It is difficult to tell grandma that your new baby can't sleep with grandma’s lovingly knitted afghan blanket -- but babies shouldn't sleep with any blankets, at all. Knitted blankets like afghans pose an additional risk, because the afghan’s weave includes open areas that could present a strangulation risk. Save the hand-made blankets for snuggle time when you are with him, watching him carefully, but don't put your baby to sleep with an afghan in the crib.
Parents and other caregivers shouldn’t use any blankets in the crib for infants -- not just afghans, according to the American Academy of Pediatrics. Blankets can cause suffocation if your baby gets the blanket over his head, resulting in a restriction in the amount of air that reaches him. Although blankets with large holes like afghans might seem safe, they're not, warns Boston Children's Hospital pediatrician Dr. Lois Lee. Soft toys, pillows and crib bumpers pose the same risks. Remove any soft object from the crib that could fall over your baby's face from the sleep area. Additionally, don't put your baby in your bed with adult pillows, comforters or other soft objects nearby.

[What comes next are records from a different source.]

//! Errors raised by the hardware collaborators.

use std::{io, path::PathBuf};

use thiserror::Error;

/// Failure reported by a GPIO line, LED sysfs entry or input device.
///
/// Variants split into configuration problems (the device cannot be claimed
/// at all) and I/O problems (a claimed device failed mid-operation). Both are
/// fatal to the loop that owns the device and to nothing else.
#[derive(Debug, Error)]
pub enum DeviceError {
    #[error("GPIO line {line} on {chip} is already in use")]
    LineBusy { chip: String, line: u32 },

    #[error("failed to open {}: {source}", path.display())]
    Open {
        path: PathBuf,
        #[source]
        source: io::Error,
    },

    #[error("device {} does not exist", path.display())]
    NotFound { path: PathBuf },

    #[error("device {} hung up or reported an error", path.display())]
    Hangup { path: PathBuf },

    #[error("GPIO request failed: {0}")]
    Gpio(#[from] gpio_cdev::Error),

    #[error("device I/O failed: {0}")]
    Io(#[from] io::Error),
}

impl DeviceError {
    /// True when the device could not be claimed, as opposed to failing
    /// after it was claimed.
    pub fn is_configuration(&self) -> bool {
        matches!(
            self,
            DeviceError::LineBusy { .. } | DeviceError::Open { .. } | DeviceError::NotFound { .. }
        )
    }
}

/// True when any cause in `err` is a [`DeviceError`] that could not be
/// claimed.
pub fn is_configuration_failure(err: &anyhow::Error) -> bool {
    err.chain()
        .filter_map(|cause| cause.downcast_ref::<DeviceError>())
        .any(DeviceError::is_configuration)
}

Afghans are loosely knit and have wide holes that could trap an infant's head or limbs. Openings larger than ¼-inch across could entrap body parts, warns HealthyChildren.org, the official website of the American Academy of Pediatrics. Because an afghan is stretchy, it is likely to become entangled when the baby squirms, and the afghan could become wrapped around baby’s neck. If you swaddle your baby to keep him calm, afghans don't work well, because they're stretchy and they work loose easily when your baby squirms or kicks.
When to Use Blankets
Once your baby graduates from a crib to a toddler bed, you can use blankets to keep him warm, states Laura Reno, vice president of public affairs for the First Candle/SIDS Alliance in an article on Consumer Reports. You can wrap your baby in the afghan while rocking in a chair or at other times when you have an eye on him at all times. Afghans don't make a good floor mat, because your baby could get his hands or fingers caught in the holes.
To make sure your baby stays warm at night, you need a source of warmth that doesn’t include blankets. Don't overdress or overheat your baby; he needs no more than one additional layer of clothing over what you wear to stay comfortable. Overheating could increase the risk of SIDS, the AAP warns. Blanket sleepers or warm fleece pajamas with feet keep your baby cozy throughout the night. Never place your baby on his stomach for sleep; place him on his back to decrease the risk of SIDS.